3/ Plus de plug and play, moins de bricolage
Les lacunes des outils AWS ne s'arrêtent pas là, selon M. Fersht. L'hyperscaler se concentre sur la fourniture des composants nécessaires à l'IA agentique et laisse aux autres le soin de les intégrer, ce qui rend l'utilisation de ses services plus difficile pour les utilisateurs professionnels. « AWS fournit des primitives puissantes, mais ses concurrents proposent des agents prêts à l'emploi, plus proches des workflows et de leurs attentes. Les entreprises veulent à la fois de la puissance et de la simplicité », explique M. Fersht. Bien que l'on suppose que les entreprises sont suffisamment grandes pour créer elles-mêmes leurs propres solutions, elles veulent davantage de produits prêts à l'emploi que ne l'imagine l'éditeur, explique M. Fersht : « Elles ne veulent pas tout concevoir à partir de zéro.

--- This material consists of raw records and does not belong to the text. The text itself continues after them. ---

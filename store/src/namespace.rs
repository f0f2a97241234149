//! Namespace definitions and primary-key projection.

use scribe_core::{Document, StorageError, StorageResult, Value};
use std::collections::HashMap;
use std::fmt;

/// Hashable projection of a document's primary-key value.
///
/// Only Int and String values can key a document; Null, Bool, and Float are
/// rejected at projection time.
#[derive(Debug, Clone, PartialEq, Eq, Hash)]
pub enum Key {
    Int(i64),
    String(String),
}

impl Key {
    /// Project a value into a key, if its type is keyable.
    pub fn from_value(value: &Value) -> Option<Key> {
        match value {
            Value::Int(i) => Some(Key::Int(*i)),
            Value::String(s) => Some(Key::String(s.clone())),
            _ => None,
        }
    }
}

impl fmt::Display for Key {
    fn fmt(&self, f: &mut fmt::Formatter<'_>) -> fmt::Result {
        match self {
            Key::Int(i) => write!(f, "{}", i),
            Key::String(s) => write!(f, "{}", s),
        }
    }
}

/// Declaration of a namespace: its name and the field holding the primary
/// key.
#[derive(Debug, Clone, PartialEq, Eq)]
pub struct NamespaceDef {
    name: String,
    primary_key: String,
}

impl NamespaceDef {
    pub fn new(name: impl Into<String>, primary_key: impl Into<String>) -> Self {
        Self {
            name: name.into(),
            primary_key: primary_key.into(),
        }
    }

    pub fn name(&self) -> &str {
        &self.name
    }

    pub fn primary_key(&self) -> &str {
        &self.primary_key
    }
}

/// An open namespace: its definition plus the documents it holds, keyed by
/// primary key.
#[derive(Debug)]
pub struct Namespace {
    def: NamespaceDef,
    documents: HashMap<Key, Document>,
}

impl Namespace {
    pub fn new(def: NamespaceDef) -> Self {
        Self {
            def,
            documents: HashMap::new(),
        }
    }

    pub fn def(&self) -> &NamespaceDef {
        &self.def
    }

    /// Number of documents currently stored.
    pub fn len(&self) -> usize {
        self.documents.len()
    }

    pub fn is_empty(&self) -> bool {
        self.documents.is_empty()
    }

    /// Project the primary key out of a document.
    ///
    /// A missing primary-key field or a non-keyable value is a storage
    /// error, surfaced before any write happens.
    pub fn key_of(&self, document: &Document) -> StorageResult<Key> {
        let field = self.def.primary_key();
        let value = document
            .get(field)
            .ok_or_else(|| StorageError::missing_primary_key(self.def.name(), field))?;
        Key::from_value(value)
            .ok_or_else(|| StorageError::invalid_primary_key(field, value.type_name()))
    }

    pub fn contains(&self, key: &Key) -> bool {
        self.documents.contains_key(key)
    }

    pub fn get(&self, key: &Key) -> Option<&Document> {
        self.documents.get(key)
    }

    pub(crate) fn insert(&mut self, key: Key, document: Document) {
        self.documents.insert(key, document);
    }

    pub(crate) fn remove(&mut self, key: &Key) -> Option<Document> {
        self.documents.remove(key)
    }
}
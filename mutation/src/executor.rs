//! Mutation executor - coordinates the existence check, precept
//! evaluation, and commit of a single mutation call.

use scribe_core::Document;
use scribe_precept::{EvalContext, Precept};
use scribe_serial::SerialCounters;
use scribe_store::{CommitMode, NamespaceStore};

use crate::decision::{decide, MutationOperation, PreceptGating};
use crate::error::MutationResult;
use crate::result::MutationOutcome;

/// Mutation executor.
///
/// Borrows the store mutably and the counter store shared; one executor
/// drives one or more mutation calls against the same collaborators.
pub struct MutationExecutor<'s, 'c> {
    store: &'s mut NamespaceStore,
    serials: &'c SerialCounters,
    gating: PreceptGating,
}

impl<'s, 'c> MutationExecutor<'s, 'c> {
    /// Create an executor with the default gating policy.
    pub fn new(store: &'s mut NamespaceStore, serials: &'c SerialCounters) -> Self {
        Self::with_gating(store, serials, PreceptGating::default())
    }

    /// Create an executor with an explicit gating policy.
    pub fn with_gating(
        store: &'s mut NamespaceStore,
        serials: &'c SerialCounters,
        gating: PreceptGating,
    ) -> Self {
        Self {
            store,
            serials,
            gating,
        }
    }

    /// Execute one mutation.
    ///
    /// The existence check runs first and feeds the decision table. It is
    /// not atomically coupled with evaluation or commit: once a SERIAL()
    /// precept has evaluated, its counter value stays consumed even if the
    /// commit turns out to be a lost race. Precepts apply in caller order;
    /// when several target the same field, each still evaluates and the
    /// last result wins.
    pub fn execute(
        &mut self,
        op: MutationOperation,
        namespace: &str,
        document: &mut Document,
        precepts: &[Precept],
    ) -> MutationResult<MutationOutcome> {
        let exists = self.store.exists(namespace, document)?;
        let decision = decide(op, exists);

        if decision.apply_precepts || self.gating == PreceptGating::Always {
            let ctx = EvalContext::new(namespace, self.serials);
            for precept in precepts {
                let value = precept.evaluate(&ctx)?;
                if decision.apply_precepts {
                    document.set(precept.field(), value);
                }
            }
        }

        let Some(mode) = decision.commit else {
            return Ok(MutationOutcome::Skipped);
        };

        // The store's answer is authoritative: a 0 here means the existence
        // answer went stale and the commit lost the race.
        let affected = self.store.commit(mode, namespace, document)?;
        let outcome = match (affected, mode) {
            (0, _) => MutationOutcome::Skipped,
            (_, CommitMode::Create) => MutationOutcome::Created,
            (_, CommitMode::Replace) => MutationOutcome::Replaced,
        };
        Ok(outcome)
    }
}
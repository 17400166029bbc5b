//! Unified error handling for Cradle Core.
//!
//! This module provides a unified error type that wraps domain and application
//! errors, with rich context and user-actionable suggestions.

use thiserror::Error;

use crate::application::ApplicationError;
use crate::domain::DomainError;

/// Root error type for Cradle Core operations.
#[derive(Debug, Error, Clone)]
pub enum CradleError {
    /// Errors from the domain layer (rule violations).
    #[error("{0}")]
    Domain(#[from] DomainError),

    /// Errors from the application layer (orchestration failures).
    #[error("{0}")]
    Application(#[from] ApplicationError),
}

impl CradleError {
    /// Get user-actionable suggestions for fixing this error.
    pub fn suggestions(&self) -> Vec<String> {
        match self {
            Self::Domain(e) => e.suggestions(),
            Self::Application(e) => e.suggestions(),
        }
    }

    /// Get error category for display/styling purposes.
    pub fn category(&self) -> ErrorCategory {
        match self {
            Self::Domain(e) => match e.category() {
                crate::domain::ErrorCategory::Validation => ErrorCategory::Validation,
                crate::domain::ErrorCategory::NotFound => ErrorCategory::NotFound,
                crate::domain::ErrorCategory::Internal => ErrorCategory::Internal,
            },
            Self::Application(e) => e.category(),
        }
    }

    /// Borrow the application error, if this is one.
    pub fn as_application(&self) -> Option<&ApplicationError> {
        match self {
            Self::Application(e) => Some(e),
            Self::Domain(_) => None,
        }
    }
}

/// Error categories for UI display.
#[derive(Debug, Clone, Copy, PartialEq, Eq)]
pub enum ErrorCategory {
    Validation,
    NotFound,
    /// An external collaborator (npm) failed.
    External,
    Internal,
}

/// Convenient result type alias.
pub type CradleResult<T> = Result<T, CradleError>;
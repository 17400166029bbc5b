//! Application layer for Cradle.
//!
//! This layer contains:
//! - **Services**: Use case orchestration (ScaffoldService, ManifestComposer, TemplateExpander)
//! - **Ports**: Interface definitions (traits) for external dependencies
//! - **Errors**: Application-specific error types
//!
//! The application layer coordinates the domain layer but contains no
//! business logic itself. All business rules live in `crate::domain`.

pub mod error;
pub mod ports;
pub mod services;

// Re-export main services
pub use services::{
    MANIFEST_FILE, ManifestComposer, ProviderInfo, ScaffoldPlan, ScaffoldReport,
    ScaffoldService, TemplateExpander,
};

// Re-export port traits (for adapter implementation)
pub use ports::{EnrichError, EnrichOptions, Enricher, Filesystem, TemplateRenderer, TemplateStore};

pub use error::ApplicationError;
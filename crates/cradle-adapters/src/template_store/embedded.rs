//! Built-in templates compiled into the binary.
//!
//! Sources live under `crates/cradle-adapters/templates/` and are embedded
//! with [`include_str!`]. Paths are checked at compile time.
//!
//! ## Adding a template
//!
//! 1. Create the `.hbs` file under `templates/`
//! 2. Add its id and `include_str!` to [`BUILTIN`]
//! 3. Reference the id from a mapping in `cradle_core::domain::providers`

use cradle_core::{
    application::{ApplicationError, ports::TemplateStore},
    domain::TemplateId,
    error::CradleResult,
};

macro_rules! builtin {
    ($($id:literal),* $(,)?) => {
        &[$(($id, include_str!(concat!("../../templates/", $id)))),*]
    };
}

/// `(template id, source)` for every shipped template.
pub static BUILTIN: &[(&str, &str)] = builtin![
    // manifest fragments
    "manifest/base/default.json.hbs",
    "manifest/base/library.json.hbs",
    "manifest/scripts.json.hbs",
    // common files
    ".gitignore.hbs",
    "Cargo.toml.hbs",
    "README.md.hbs",
    "src/lib.rs.hbs",
    // typescript
    "tsconfig.json.hbs",
    "ts/index.cts.hbs",
    "ts/index.mts.hbs",
    "ts/load.cts.hbs",
    // github
    "ci/github/manifest/scripts.json.hbs",
    "ci/github/setup.yml.hbs",
    "ci/github/.env.hbs",
    "ci/github/build.yml.hbs",
    "ci/github/comments.yml.hbs",
    "ci/github/release.yml.hbs",
    "ci/github/test.yml.hbs",
];

/// Store backed by [`BUILTIN`].
#[derive(Debug, Clone, Copy, Default)]
pub struct EmbeddedTemplateStore;

impl EmbeddedTemplateStore {
    pub fn new() -> Self {
        Self
    }
}

impl TemplateStore for EmbeddedTemplateStore {
    fn get(&self, id: &TemplateId) -> CradleResult<String> {
        BUILTIN
            .iter()
            .find(|(builtin, _)| *builtin == id.as_str())
            .map(|(_, source)| (*source).to_string())
            .ok_or_else(|| ApplicationError::TemplateNotFound { id: id.to_string() }.into())
    }

    fn list(&self) -> CradleResult<Vec<TemplateId>> {
        let mut ids: Vec<TemplateId> = BUILTIN.iter().map(|(id, _)| TemplateId::from(*id)).collect();
        ids.sort();
        Ok(ids)
    }
}

#[cfg(test)]
mod tests {
    use std::collections::HashSet;

    use cradle_core::domain::providers::{
        COMMON_TEMPLATES, MANIFEST_BASE_DEFAULT, MANIFEST_BASE_LIBRARY, MANIFEST_SCRIPTS,
        PROVIDER_REGISTRY,
    };
    use cradle_core::domain::CiProvider;

    use super::*;

    #[test]
    fn every_referenced_template_is_embedded() {
        let store = EmbeddedTemplateStore::new();
        let known: HashSet<_> = store.list().unwrap().into_iter().collect();

        let mut referenced: Vec<TemplateId> = vec![
            MANIFEST_BASE_DEFAULT.into(),
            MANIFEST_BASE_LIBRARY.into(),
            MANIFEST_SCRIPTS.into(),
        ];
        referenced.extend(COMMON_TEMPLATES.iter().map(|(id, _)| TemplateId::from(*id)));
        for def in PROVIDER_REGISTRY {
            referenced.extend(def.templates.iter().map(|(id, _)| TemplateId::from(*id)));
        }
        referenced.extend(CiProvider::ALL.iter().filter_map(|ci| ci.scripts_mixin()));

        for id in referenced {
            assert!(known.contains(&id), "{id} is not embedded");
        }
    }

    #[test]
    fn ids_are_unique_and_sources_non_empty() {
        let mut seen = HashSet::new();
        for (id, source) in BUILTIN {
            assert!(seen.insert(*id), "duplicate {id}");
            assert!(!source.trim().is_empty(), "{id} is empty");
        }
    }

    #[test]
    fn unknown_id_is_not_found() {
        let err = EmbeddedTemplateStore::new().get(&"nope.hbs".into()).unwrap_err();
        assert!(err.to_string().contains("nope.hbs"));
    }
}
//! Driven (output) ports - implemented by infrastructure.
//!
//! These traits define what the application needs from external systems.
//! The `cradle-adapters` crate provides implementations.

use std::path::Path;

use serde_json::Value;
use thiserror::Error;

use crate::domain::{HelperSet, TemplateId};
use crate::error::CradleResult;

/// Port for filesystem operations.
///
/// Implemented by:
/// - `cradle_adapters::filesystem::LocalFilesystem` (production)
/// - `cradle_adapters::filesystem::MemoryFilesystem` (testing)
pub trait Filesystem: Send + Sync {
    /// Create a directory and all parent directories.
    fn create_dir_all(&self, path: &Path) -> CradleResult<()>;

    /// Write content to a file, replacing any previous content.
    fn write_file(&self, path: &Path, content: &str) -> CradleResult<()>;

    /// Read a whole file as UTF-8.
    fn read_to_string(&self, path: &Path) -> CradleResult<String>;

    /// Check if path exists.
    fn exists(&self, path: &Path) -> bool;
}

/// Port for template source lookup.
///
/// Implemented by:
/// - `cradle_adapters::template_store::EmbeddedTemplateStore` (built-in templates)
/// - `cradle_adapters::template_store::DirectoryTemplateStore` (user templates)
/// - `cradle_adapters::template_store::OverlayTemplateStore` (both, user first)
pub trait TemplateStore: Send + Sync {
    /// Source text of a template. `TemplateNotFound` when unknown.
    fn get(&self, id: &TemplateId) -> CradleResult<String>;

    /// Every template id this store can resolve, sorted.
    fn list(&self) -> CradleResult<Vec<TemplateId>>;
}

/// Port for template rendering.
///
/// The helper set is passed on every call; implementations must not keep
/// helpers registered between renders.
pub trait TemplateRenderer: Send + Sync {
    /// Render `source` against `context`.
    ///
    /// `id` is only used to label errors. A field the template references
    /// but `context` lacks is a `TemplateRender` error.
    fn render(
        &self,
        id: &TemplateId,
        source: &str,
        context: &Value,
        helpers: &HelperSet,
    ) -> CradleResult<String>;
}

/// Options for one enrichment run.
#[derive(Debug, Clone, Copy, Default, PartialEq, Eq)]
pub struct EnrichOptions {
    /// Accept every default without prompting.
    pub unattended: bool,
}

/// Why the enrichment collaborator failed.
#[derive(Debug, Error)]
pub enum EnrichError {
    #[error("failed to run `{command}`: {source}")]
    Spawn {
        command: String,
        #[source]
        source: std::io::Error,
    },

    #[error("`{command}` exited with {}", exit_status(.code))]
    NonZeroExit { command: String, code: Option<i32> },
}

fn exit_status(code: &Option<i32>) -> String {
    match code {
        Some(code) => format!("status {code}"),
        None => "no status (terminated by signal)".to_string(),
    }
}

/// Port for the external package initializer.
///
/// Runs in `dir`, where a seeded `package.json` already exists, and may
/// rewrite that file arbitrarily.
#[cfg_attr(test, mockall::automock)]
pub trait Enricher: Send + Sync {
    fn enrich(&self, dir: &Path, options: &EnrichOptions) -> Result<(), EnrichError>;
}
//! Filesystem adapters.

mod local;
mod memory;

pub use local::LocalFilesystem;
pub use memory::MemoryFilesystem;
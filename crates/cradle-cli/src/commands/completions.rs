//! Shell completion generation.

use clap::CommandFactory;
use clap_complete::{Generator, generate, shells};

use crate::cli::{Cli, CompletionsArgs, Shell};
use crate::error::CliResult;

pub fn execute(args: CompletionsArgs) -> CliResult<()> {
    match args.shell {
        Shell::Bash => emit(shells::Bash),
        Shell::Zsh => emit(shells::Zsh),
        Shell::Fish => emit(shells::Fish),
        Shell::PowerShell => emit(shells::PowerShell),
        Shell::Elvish => emit(shells::Elvish),
    }
    Ok(())
}

fn emit(shell: impl Generator) {
    let mut cmd = Cli::command();
    let name = cmd.get_name().to_string();
    generate(shell, &mut cmd, name, &mut std::io::stdout());
}
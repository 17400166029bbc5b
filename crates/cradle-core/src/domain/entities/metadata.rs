//! The metadata context every template is rendered against.
//!
//! ```json
//! {
//!   "packageSpec": { "name": "...", "library": { ... } | null, "yes": false },
//!   "crateName":   "...",
//!   "versions":    { "neon": "1", ... },
//!   "package":     { "name": "...", "version": "...", ... } | null
//! }
//! ```
//!
//! Optional values serialise as `null` rather than being omitted, so a
//! strict-mode template can always test them with `{{#if}}`.

use serde::Serialize;
use serde_json::Value;

use crate::domain::entities::package::PackageRecord;
use crate::domain::entities::spec::PackageSpec;

/// Dependency versions pinned into generated files.
#[derive(Debug, Clone, PartialEq, Eq, Serialize)]
#[serde(rename_all = "camelCase")]
pub struct Versions {
    pub neon: &'static str,
    pub neon_cli: &'static str,
    pub typescript: &'static str,
    pub types_node: &'static str,
    pub tsconfig_node: &'static str,
    pub node: &'static str,
    pub actions_checkout: &'static str,
    pub actions_setup_node: &'static str,
    pub actions_rust_toolchain: &'static str,
}

impl Versions {
    pub const CURRENT: Versions = Versions {
        neon: "1",
        neon_cli: "0.1.82",
        typescript: "^5.3.3",
        types_node: "^20.11.16",
        tsconfig_node: "^20.1.4",
        node: "20",
        actions_checkout: "v4",
        actions_setup_node: "v4",
        actions_rust_toolchain: "v1",
    };
}

impl Default for Versions {
    fn default() -> Self {
        Self::CURRENT
    }
}

/// Read-only context shared by every expansion in one scaffold.
#[derive(Debug, Clone, PartialEq, Eq, Serialize)]
#[serde(rename_all = "camelCase")]
pub struct Metadata {
    package_spec: PackageSpec,
    /// Cargo crate name derived from the package name.
    crate_name: String,
    versions: Versions,
    package: Option<PackageRecord>,
}

impl Metadata {
    pub fn new(package_spec: PackageSpec) -> Self {
        Self {
            crate_name: crate_name(package_spec.directory_name()),
            package_spec,
            versions: Versions::default(),
            package: None,
        }
    }

    /// A new context that also carries the composed package record.
    pub fn with_package(&self, package: PackageRecord) -> Self {
        Self {
            package_spec: self.package_spec.clone(),
            crate_name: self.crate_name.clone(),
            versions: self.versions.clone(),
            package: Some(package),
        }
    }

    pub fn package_spec(&self) -> &PackageSpec {
        &self.package_spec
    }

    pub fn crate_name(&self) -> &str {
        &self.crate_name
    }

    pub fn versions(&self) -> &Versions {
        &self.versions
    }

    pub fn package(&self) -> Option<&PackageRecord> {
        self.package.as_ref()
    }

    /// The JSON value templates are rendered against.
    pub fn to_context(&self) -> Value {
        // every field is a plain string/enum/option; serialisation is infallible
        serde_json::to_value(self).unwrap_or(Value::Null)
    }
}

/// npm allows `.` and `~` in names; Cargo does not.
fn crate_name(bare: &str) -> String {
    bare.chars()
        .map(|c| if c.is_ascii_alphanumeric() || c == '-' || c == '_' { c } else { '_' })
        .collect()
}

Elles veulent des modèles d'agents réutilisables qui correspondent aux tâches liées aux ventes, aux services, aux opérations informatiques et à la chaîne d'approvisionnement. » En fait, si l'entreprise veut rivaliser avec ses concurrents pour devenir la plateforme d'agents par défaut des entreprises, elle doit masquer la complexité derrière des abstractions de plus haut niveau et simplifier sa pile d'agents, miser davantage sur les agents au niveau des flux de travail et fournir à ses clients des conseils clairs sur le déploiement sécurisé, la responsabilité et le retour sur investissement, a-t-il déclaré.
4/ Ne pas oublier le vibe coding
Comme d'autres hyperscalers, AWS mène des expériences audacieuses dans le domaine du vibe coding (développer des logiciels en laissant une IA générative écrire quasiment tout le code à partir de simples descriptions en langage naturel) et des IDE agentiques, où il n'existe pas de consensus clair sur ce que veulent réellement les développeurs, selon M. Fersht. « Tout le monde expérimente, car personne n'a encore trouvé la solution pour le workflow des développeurs de dernière génération. AWS ne fait pas exception », a-t-il déclaré, ajoutant qu'à certains égards, la société s'est montrée plus conservatrice que ses concurrents. Le fournisseur va certainement présenter ses prochaines innovations mais bien qu'il ait défini le secteur du cloud computing en 2006, il se retrouve aujourd'hui, à bien des égards, en position de rattrapage.